Start of Dataset entries

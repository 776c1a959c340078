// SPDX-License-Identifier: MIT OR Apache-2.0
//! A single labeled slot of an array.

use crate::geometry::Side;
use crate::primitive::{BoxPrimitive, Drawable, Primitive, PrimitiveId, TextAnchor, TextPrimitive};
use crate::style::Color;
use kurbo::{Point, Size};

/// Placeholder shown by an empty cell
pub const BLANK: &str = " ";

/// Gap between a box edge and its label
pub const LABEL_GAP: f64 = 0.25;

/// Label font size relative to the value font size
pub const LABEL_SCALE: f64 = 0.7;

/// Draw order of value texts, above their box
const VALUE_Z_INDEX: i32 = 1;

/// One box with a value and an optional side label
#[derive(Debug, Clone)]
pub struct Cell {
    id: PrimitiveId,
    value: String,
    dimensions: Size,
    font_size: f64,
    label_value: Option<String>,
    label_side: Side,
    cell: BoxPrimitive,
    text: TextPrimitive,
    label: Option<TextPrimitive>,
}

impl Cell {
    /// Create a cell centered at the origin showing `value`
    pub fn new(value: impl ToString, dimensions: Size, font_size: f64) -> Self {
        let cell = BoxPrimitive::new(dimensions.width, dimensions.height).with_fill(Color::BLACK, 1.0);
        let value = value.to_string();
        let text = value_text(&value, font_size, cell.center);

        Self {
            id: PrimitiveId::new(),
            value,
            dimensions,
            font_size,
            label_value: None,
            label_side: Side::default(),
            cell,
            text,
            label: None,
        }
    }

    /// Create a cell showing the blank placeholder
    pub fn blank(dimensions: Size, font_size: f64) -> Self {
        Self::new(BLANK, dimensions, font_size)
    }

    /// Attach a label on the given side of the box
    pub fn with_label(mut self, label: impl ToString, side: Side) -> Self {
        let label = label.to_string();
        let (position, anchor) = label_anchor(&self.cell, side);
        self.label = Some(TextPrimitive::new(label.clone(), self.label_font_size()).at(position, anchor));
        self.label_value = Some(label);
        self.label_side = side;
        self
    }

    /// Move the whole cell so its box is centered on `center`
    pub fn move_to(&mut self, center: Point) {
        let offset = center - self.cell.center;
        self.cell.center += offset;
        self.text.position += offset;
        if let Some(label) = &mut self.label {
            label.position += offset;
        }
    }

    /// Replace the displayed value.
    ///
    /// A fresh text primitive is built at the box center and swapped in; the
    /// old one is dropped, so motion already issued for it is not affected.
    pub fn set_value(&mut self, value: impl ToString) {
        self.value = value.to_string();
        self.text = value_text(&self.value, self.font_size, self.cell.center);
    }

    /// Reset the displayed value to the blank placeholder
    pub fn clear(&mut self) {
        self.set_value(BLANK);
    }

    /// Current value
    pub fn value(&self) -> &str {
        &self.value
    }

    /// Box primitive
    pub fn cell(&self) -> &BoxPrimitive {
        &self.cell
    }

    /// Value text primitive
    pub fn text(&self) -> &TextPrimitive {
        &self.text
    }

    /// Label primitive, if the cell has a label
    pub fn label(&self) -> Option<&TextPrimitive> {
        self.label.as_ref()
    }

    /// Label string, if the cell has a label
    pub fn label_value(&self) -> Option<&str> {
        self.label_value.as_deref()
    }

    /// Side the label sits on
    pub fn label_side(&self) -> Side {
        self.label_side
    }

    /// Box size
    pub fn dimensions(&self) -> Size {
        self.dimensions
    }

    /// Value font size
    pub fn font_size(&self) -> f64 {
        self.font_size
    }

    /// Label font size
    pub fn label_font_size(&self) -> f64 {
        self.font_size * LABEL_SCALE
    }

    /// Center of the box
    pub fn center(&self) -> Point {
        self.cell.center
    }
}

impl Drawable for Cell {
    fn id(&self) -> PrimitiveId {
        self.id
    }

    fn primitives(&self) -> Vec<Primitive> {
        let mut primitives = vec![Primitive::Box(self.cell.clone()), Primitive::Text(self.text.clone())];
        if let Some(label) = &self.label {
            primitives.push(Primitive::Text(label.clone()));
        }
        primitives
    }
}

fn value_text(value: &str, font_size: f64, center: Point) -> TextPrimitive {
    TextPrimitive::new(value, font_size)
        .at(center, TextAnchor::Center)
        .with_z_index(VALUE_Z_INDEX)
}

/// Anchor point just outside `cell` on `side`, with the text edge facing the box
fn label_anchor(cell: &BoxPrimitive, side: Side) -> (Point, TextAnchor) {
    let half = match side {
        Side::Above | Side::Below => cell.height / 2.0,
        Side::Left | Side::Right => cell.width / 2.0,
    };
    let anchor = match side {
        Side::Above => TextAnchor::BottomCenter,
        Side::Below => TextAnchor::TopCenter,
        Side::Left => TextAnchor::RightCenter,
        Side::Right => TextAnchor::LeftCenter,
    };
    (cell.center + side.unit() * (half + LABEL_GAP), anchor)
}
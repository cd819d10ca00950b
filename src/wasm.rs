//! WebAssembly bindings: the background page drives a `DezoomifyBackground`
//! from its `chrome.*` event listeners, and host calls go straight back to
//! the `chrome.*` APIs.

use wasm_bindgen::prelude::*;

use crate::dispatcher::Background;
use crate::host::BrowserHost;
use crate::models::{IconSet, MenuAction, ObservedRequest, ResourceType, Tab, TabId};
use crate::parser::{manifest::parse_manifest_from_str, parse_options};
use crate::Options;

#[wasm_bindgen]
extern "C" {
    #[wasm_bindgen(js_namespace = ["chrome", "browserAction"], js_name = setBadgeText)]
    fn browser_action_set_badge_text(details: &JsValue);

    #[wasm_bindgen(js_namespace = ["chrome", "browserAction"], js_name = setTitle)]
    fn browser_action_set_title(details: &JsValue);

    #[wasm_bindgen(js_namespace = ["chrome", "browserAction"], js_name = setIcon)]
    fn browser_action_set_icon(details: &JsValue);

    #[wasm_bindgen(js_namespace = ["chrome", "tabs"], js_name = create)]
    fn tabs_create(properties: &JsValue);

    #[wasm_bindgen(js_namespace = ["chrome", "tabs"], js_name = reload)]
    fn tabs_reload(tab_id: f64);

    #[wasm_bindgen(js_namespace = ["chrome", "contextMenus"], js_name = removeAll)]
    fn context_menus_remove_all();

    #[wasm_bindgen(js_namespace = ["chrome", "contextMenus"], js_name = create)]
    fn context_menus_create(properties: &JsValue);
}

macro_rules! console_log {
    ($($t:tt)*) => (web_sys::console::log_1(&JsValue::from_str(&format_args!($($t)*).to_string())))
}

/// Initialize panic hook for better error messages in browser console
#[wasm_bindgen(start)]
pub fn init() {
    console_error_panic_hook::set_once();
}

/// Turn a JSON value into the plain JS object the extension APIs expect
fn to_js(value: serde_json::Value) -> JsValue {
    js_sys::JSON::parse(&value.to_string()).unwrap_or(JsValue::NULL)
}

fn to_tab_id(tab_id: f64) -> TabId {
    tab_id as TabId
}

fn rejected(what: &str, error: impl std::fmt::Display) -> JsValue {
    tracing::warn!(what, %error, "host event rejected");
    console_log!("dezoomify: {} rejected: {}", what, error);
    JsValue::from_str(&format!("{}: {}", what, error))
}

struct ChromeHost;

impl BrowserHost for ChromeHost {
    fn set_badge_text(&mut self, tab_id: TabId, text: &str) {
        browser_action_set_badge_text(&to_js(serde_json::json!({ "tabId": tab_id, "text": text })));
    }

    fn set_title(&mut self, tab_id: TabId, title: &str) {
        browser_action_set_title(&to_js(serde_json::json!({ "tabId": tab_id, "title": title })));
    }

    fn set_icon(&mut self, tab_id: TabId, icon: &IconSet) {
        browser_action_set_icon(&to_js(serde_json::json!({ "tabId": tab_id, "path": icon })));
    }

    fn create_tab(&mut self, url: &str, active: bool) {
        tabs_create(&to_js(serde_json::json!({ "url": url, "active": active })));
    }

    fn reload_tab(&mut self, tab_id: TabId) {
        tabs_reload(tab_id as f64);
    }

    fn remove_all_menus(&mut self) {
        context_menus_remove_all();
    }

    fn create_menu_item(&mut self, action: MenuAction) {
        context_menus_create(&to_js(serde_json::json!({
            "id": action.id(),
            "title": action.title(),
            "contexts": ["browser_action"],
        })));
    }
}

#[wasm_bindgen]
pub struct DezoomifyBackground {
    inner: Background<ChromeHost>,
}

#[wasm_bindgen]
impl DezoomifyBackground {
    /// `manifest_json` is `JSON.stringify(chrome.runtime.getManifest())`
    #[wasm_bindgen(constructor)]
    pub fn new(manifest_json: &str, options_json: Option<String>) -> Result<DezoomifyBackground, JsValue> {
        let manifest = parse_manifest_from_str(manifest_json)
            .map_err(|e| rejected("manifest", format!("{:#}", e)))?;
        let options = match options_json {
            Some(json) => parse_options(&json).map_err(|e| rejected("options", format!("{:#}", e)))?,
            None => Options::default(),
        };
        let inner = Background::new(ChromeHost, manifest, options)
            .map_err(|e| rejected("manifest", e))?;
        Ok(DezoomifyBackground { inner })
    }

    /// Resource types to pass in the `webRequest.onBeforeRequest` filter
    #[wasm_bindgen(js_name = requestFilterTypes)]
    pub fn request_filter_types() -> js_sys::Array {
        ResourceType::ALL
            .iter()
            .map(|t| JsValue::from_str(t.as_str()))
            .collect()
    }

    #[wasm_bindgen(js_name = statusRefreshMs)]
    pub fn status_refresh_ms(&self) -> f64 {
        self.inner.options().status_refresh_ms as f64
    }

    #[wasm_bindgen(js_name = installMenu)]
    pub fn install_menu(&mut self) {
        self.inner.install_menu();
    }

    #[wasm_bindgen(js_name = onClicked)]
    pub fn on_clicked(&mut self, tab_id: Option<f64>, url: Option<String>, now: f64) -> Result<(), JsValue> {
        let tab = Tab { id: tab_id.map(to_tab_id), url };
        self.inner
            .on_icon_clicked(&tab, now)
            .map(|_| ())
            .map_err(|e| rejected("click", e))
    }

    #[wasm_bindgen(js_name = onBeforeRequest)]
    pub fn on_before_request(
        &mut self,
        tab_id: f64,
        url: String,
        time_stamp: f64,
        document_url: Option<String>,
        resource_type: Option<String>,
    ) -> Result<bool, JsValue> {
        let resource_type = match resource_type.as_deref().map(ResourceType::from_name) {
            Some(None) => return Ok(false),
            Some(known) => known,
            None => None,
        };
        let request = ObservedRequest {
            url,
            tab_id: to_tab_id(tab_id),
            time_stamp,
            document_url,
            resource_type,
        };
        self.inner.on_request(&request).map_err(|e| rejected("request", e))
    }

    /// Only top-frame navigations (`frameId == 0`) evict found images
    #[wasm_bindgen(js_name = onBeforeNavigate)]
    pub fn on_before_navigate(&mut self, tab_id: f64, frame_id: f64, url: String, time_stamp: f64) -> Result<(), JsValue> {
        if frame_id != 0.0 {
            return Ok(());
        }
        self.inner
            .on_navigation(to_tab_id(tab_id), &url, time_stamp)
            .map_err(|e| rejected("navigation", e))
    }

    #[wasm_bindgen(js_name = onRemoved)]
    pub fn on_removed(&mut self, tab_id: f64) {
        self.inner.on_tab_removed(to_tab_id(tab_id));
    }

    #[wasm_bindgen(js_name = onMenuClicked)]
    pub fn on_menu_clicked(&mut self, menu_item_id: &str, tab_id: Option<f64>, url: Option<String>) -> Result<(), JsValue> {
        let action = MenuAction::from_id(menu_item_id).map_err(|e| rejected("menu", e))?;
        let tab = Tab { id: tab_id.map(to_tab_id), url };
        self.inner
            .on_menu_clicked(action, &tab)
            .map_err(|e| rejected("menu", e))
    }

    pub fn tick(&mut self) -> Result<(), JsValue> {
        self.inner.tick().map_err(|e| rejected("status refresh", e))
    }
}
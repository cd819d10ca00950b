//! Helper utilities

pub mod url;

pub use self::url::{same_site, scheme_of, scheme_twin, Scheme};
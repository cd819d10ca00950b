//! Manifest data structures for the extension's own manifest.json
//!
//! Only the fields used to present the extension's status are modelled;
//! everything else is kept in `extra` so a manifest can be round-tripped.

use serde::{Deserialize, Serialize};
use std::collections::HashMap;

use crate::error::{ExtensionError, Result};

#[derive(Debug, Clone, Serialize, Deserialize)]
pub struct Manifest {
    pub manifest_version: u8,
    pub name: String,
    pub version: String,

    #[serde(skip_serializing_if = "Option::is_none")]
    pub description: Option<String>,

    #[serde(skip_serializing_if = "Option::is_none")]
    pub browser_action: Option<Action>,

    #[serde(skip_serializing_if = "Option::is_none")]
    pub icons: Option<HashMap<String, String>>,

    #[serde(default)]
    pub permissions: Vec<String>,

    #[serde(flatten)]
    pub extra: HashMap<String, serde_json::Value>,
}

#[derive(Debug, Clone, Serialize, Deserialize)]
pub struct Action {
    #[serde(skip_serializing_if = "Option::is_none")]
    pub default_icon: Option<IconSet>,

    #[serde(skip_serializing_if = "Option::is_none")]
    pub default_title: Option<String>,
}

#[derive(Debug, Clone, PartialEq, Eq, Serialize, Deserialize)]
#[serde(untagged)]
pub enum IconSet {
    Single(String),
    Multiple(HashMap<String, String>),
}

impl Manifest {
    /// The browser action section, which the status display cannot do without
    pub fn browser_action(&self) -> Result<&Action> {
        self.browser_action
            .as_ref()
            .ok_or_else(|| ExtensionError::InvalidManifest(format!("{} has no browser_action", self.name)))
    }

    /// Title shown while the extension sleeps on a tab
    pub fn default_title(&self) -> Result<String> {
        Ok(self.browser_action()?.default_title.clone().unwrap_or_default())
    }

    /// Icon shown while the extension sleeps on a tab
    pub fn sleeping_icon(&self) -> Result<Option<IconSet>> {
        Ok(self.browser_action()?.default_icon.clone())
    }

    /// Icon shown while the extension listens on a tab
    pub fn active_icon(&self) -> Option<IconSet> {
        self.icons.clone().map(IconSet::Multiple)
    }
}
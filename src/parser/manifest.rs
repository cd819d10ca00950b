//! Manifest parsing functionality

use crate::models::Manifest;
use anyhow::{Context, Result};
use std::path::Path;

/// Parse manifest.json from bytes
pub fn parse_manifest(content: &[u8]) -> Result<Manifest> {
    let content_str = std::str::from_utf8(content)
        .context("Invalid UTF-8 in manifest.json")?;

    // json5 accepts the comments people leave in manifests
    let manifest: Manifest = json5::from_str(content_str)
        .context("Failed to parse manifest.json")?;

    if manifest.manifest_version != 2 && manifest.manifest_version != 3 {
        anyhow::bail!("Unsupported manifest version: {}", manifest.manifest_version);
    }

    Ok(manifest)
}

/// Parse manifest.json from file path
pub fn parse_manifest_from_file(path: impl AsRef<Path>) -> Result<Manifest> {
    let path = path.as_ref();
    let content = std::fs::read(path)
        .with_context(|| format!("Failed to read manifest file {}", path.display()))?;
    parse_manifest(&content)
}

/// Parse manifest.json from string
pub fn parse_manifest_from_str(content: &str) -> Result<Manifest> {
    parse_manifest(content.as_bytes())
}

End of Dataset entries

**Required action:** Count how many lines of the entries contain the word "derive"; only the number should appear in the reply.

**Task output:** 4